### Records to process
★ ★ ★

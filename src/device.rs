// SPDX-License-Identifier: AGPL-3.0-or-later
//
// Copyright (C) 2025 Daniel Negri
//
// This program is free software: you can redistribute it and/or modify
// it under the terms of the GNU Affero General Public License as published by
// the Free Software Foundation, either version 3 of the License, or
// (at your option) any later version.
//
// This program is distributed in the hope that it will be useful,
// but WITHOUT ANY WARRANTY; without even the implied warranty of
// MERCHANTABILITY or FITNESS FOR A PARTICULAR PURPOSE. See the
// GNU Affero General Public License for more details.
//
// You should have received a copy of the GNU Affero General Public License
// along with this program. If not, see <https://www.gnu.org/licenses/>.

//! Tracker device pool.
//!
//! The registry owns the finite pool of physical tracker devices handed to
//! hikers at the entry gate. A device is either `AVAILABLE` or `IN_USE`,
//! and at most one transaction references it at a time. The claim happens
//! under the device's own lock, so two concurrent acquisitions can never
//! select the same unit.

use crate::base::TransactionId;
use crate::error::BookingError;
use dashmap::DashMap;
use dashmap::mapref::entry::Entry;
use parking_lot::Mutex;
use serde::{Deserialize, Serialize};
use std::sync::Arc;

/// Operational status of a tracker device.
#[derive(Debug, Clone, Copy, PartialEq, Eq, Serialize, Deserialize)]
#[serde(rename_all = "SCREAMING_SNAKE_CASE")]
pub enum DeviceStatus {
    Available,
    InUse,
}

#[derive(Debug)]
struct DeviceState {
    status: DeviceStatus,
    /// Weak back-reference to the holding transaction, for lookup only.
    /// The transaction owns the forward direction of the relationship.
    holder: Option<TransactionId>,
}

/// One physical tracker unit.
#[derive(Debug)]
pub struct TrackerDevice {
    serial: String,
    state: Mutex<DeviceState>,
}

impl TrackerDevice {
    fn new(serial: String) -> Self {
        Self {
            serial,
            state: Mutex::new(DeviceState {
                status: DeviceStatus::Available,
                holder: None,
            }),
        }
    }

    pub fn serial(&self) -> &str {
        &self.serial
    }

    pub fn status(&self) -> DeviceStatus {
        self.state.lock().status
    }

    pub fn holder(&self) -> Option<TransactionId> {
        self.state.lock().holder
    }
}

/// Read snapshot of a device.
#[derive(Debug, Clone, Serialize)]
pub struct DeviceView {
    pub serial: String,
    pub status: DeviceStatus,
    pub holder: Option<TransactionId>,
}

/// Registry owning the shared device pool.
///
/// The pool is explicit shared state created at process startup and passed
/// to the components that need it; nothing reaches it through an ambient
/// singleton.
#[derive(Debug, Default)]
pub struct DeviceRegistry {
    devices: DashMap<String, Arc<TrackerDevice>>,
}

impl DeviceRegistry {
    pub fn new() -> Self {
        Self {
            devices: DashMap::new(),
        }
    }

    /// Registers a new device in `AVAILABLE`.
    ///
    /// # Errors
    ///
    /// [`BookingError::Conflict`] when the serial number already exists.
    pub fn register(&self, serial: &str) -> Result<(), BookingError> {
        let serial = serial.trim();
        if serial.is_empty() {
            return Err(BookingError::Validation("serial number is required".into()));
        }
        // Entry API gives an atomic check-and-insert, so two concurrent
        // registrations of the same serial race safely.
        match self.devices.entry(serial.to_string()) {
            Entry::Occupied(_) => Err(BookingError::Conflict(format!(
                "device '{serial}' is already registered"
            ))),
            Entry::Vacant(entry) => {
                entry.insert(Arc::new(TrackerDevice::new(serial.to_string())));
                Ok(())
            }
        }
    }

    /// Claims one available device for `holder` and marks it `IN_USE`.
    ///
    /// Candidates are tried in ascending serial order so the pick is
    /// reproducible. The state change is made under the device's lock and
    /// is visible to every subsequent caller before this returns.
    ///
    /// # Errors
    ///
    /// [`BookingError::NoDeviceAvailable`] when the pool is exhausted.
    pub fn acquire(&self, holder: TransactionId) -> Result<String, BookingError> {
        let mut serials: Vec<String> = self.devices.iter().map(|d| d.key().clone()).collect();
        serials.sort();

        for serial in serials {
            if let Some(device) = self.devices.get(&serial) {
                let mut state = device.state.lock();
                if state.status == DeviceStatus::Available {
                    state.status = DeviceStatus::InUse;
                    state.holder = Some(holder);
                    return Ok(serial);
                }
            }
        }
        Err(BookingError::NoDeviceAvailable)
    }

    /// Claims a specific device by serial (staff correction path).
    ///
    /// # Errors
    ///
    /// [`BookingError::NotFound`] for an unknown serial,
    /// [`BookingError::Conflict`] when the device is already `IN_USE`.
    pub fn acquire_specific(
        &self,
        serial: &str,
        holder: TransactionId,
    ) -> Result<(), BookingError> {
        let device = self
            .devices
            .get(serial)
            .ok_or_else(|| BookingError::NotFound(format!("device '{serial}'")))?;
        let mut state = device.state.lock();
        if state.status == DeviceStatus::InUse {
            return Err(BookingError::Conflict(format!(
                "device '{serial}' is already in use"
            )));
        }
        state.status = DeviceStatus::InUse;
        state.holder = Some(holder);
        Ok(())
    }

    /// Returns a device to the pool.
    ///
    /// Releasing an already-available device is a no-op, so retried
    /// completions stay safe.
    ///
    /// # Errors
    ///
    /// [`BookingError::NotFound`] for an unknown serial.
    pub fn release(&self, serial: &str) -> Result<(), BookingError> {
        let device = self
            .devices
            .get(serial)
            .ok_or_else(|| BookingError::NotFound(format!("device '{serial}'")))?;
        let mut state = device.state.lock();
        state.status = DeviceStatus::Available;
        state.holder = None;
        Ok(())
    }

    /// Administrative status override (retire, lost unit, manual fix).
    ///
    /// Refuses to free a device that a transaction still references; the
    /// transaction side must unassign first. Marking a holderless device
    /// `IN_USE` takes it out of the acquirable pool.
    pub fn set_status(&self, serial: &str, status: DeviceStatus) -> Result<(), BookingError> {
        let device = self
            .devices
            .get(serial)
            .ok_or_else(|| BookingError::NotFound(format!("device '{serial}'")))?;
        let mut state = device.state.lock();
        if status == DeviceStatus::Available {
            if let Some(holder) = state.holder {
                return Err(BookingError::Conflict(format!(
                    "device '{serial}' is held by transaction {holder}; unassign it first"
                )));
            }
        }
        state.status = status;
        Ok(())
    }

    /// Looks up which transaction currently holds a device, if any.
    pub fn holder_of(&self, serial: &str) -> Option<TransactionId> {
        self.devices.get(serial).and_then(|d| d.holder())
    }

    pub fn get(&self, serial: &str) -> Option<DeviceView> {
        self.devices.get(serial).map(|device| {
            let state = device.state.lock();
            DeviceView {
                serial: device.serial.clone(),
                status: state.status,
                holder: state.holder,
            }
        })
    }

    /// All devices, sorted by serial.
    pub fn list(&self) -> Vec<DeviceView> {
        let mut views: Vec<DeviceView> = self
            .devices
            .iter()
            .map(|device| {
                let state = device.state.lock();
                DeviceView {
                    serial: device.serial.clone(),
                    status: state.status,
                    holder: state.holder,
                }
            })
            .collect();
        views.sort_by(|a, b| a.serial.cmp(&b.serial));
        views
    }

    pub fn available_count(&self) -> usize {
        self.devices
            .iter()
            .filter(|d| d.status() == DeviceStatus::Available)
            .count()
    }

    pub fn len(&self) -> usize {
        self.devices.len()
    }

    pub fn is_empty(&self) -> bool {
        self.devices.is_empty()
    }
}

#[cfg(test)]
mod tests {
    use super::*;

    fn registry(serials: &[&str]) -> DeviceRegistry {
        let registry = DeviceRegistry::new();
        for serial in serials {
            registry.register(serial).unwrap();
        }
        registry
    }

    #[test]
    fn duplicate_serial_is_a_conflict() {
        let registry = registry(&["T001"]);
        let err = registry.register("T001").unwrap_err();
        assert_eq!(
            err,
            BookingError::Conflict("device 'T001' is already registered".into())
        );
    }

    #[test]
    fn acquire_picks_lowest_serial() {
        let registry = registry(&["T003", "T001", "T002"]);
        let holder = TransactionId::new();
        assert_eq!(registry.acquire(holder).unwrap(), "T001");
        assert_eq!(registry.acquire(holder).unwrap(), "T002");
        assert_eq!(registry.acquire(holder).unwrap(), "T003");
        assert_eq!(registry.acquire(holder), Err(BookingError::NoDeviceAvailable));
    }

    #[test]
    fn release_is_idempotent() {
        let registry = registry(&["T001"]);
        registry.acquire(TransactionId::new()).unwrap();
        registry.release("T001").unwrap();
        registry.release("T001").unwrap();
        assert_eq!(registry.get("T001").unwrap().status, DeviceStatus::Available);
    }

    #[test]
    fn release_unknown_serial_is_not_found() {
        let registry = registry(&[]);
        assert_eq!(
            registry.release("T404"),
            Err(BookingError::NotFound("device 'T404'".into()))
        );
    }

    #[test]
    fn set_status_refuses_to_free_a_held_device() {
        let registry = registry(&["T001"]);
        let holder = TransactionId::new();
        registry.acquire(holder).unwrap();
        assert!(matches!(
            registry.set_status("T001", DeviceStatus::Available),
            Err(BookingError::Conflict(_))
        ));
        assert_eq!(registry.holder_of("T001"), Some(holder));
    }

    #[test]
    fn out_of_service_device_is_skipped_by_acquire() {
        let registry = registry(&["T001", "T002"]);
        registry.set_status("T001", DeviceStatus::InUse).unwrap();
        assert_eq!(registry.acquire(TransactionId::new()).unwrap(), "T002");
    }

    #[test]
    fn holder_back_reference_is_lookup_only() {
        let registry = registry(&["T001"]);
        let holder = TransactionId::new();
        registry.acquire(holder).unwrap();
        assert_eq!(registry.holder_of("T001"), Some(holder));
        registry.release("T001").unwrap();
        assert_eq!(registry.holder_of("T001"), None);
    }
}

★ ★ ★

### Try it
Look through the lines above and collect those with the word "unassign".

### Answer
    /// transaction side must unassign first. Marking a holderless device
                    "device '{serial}' is held by transaction {holder}; unassign it first"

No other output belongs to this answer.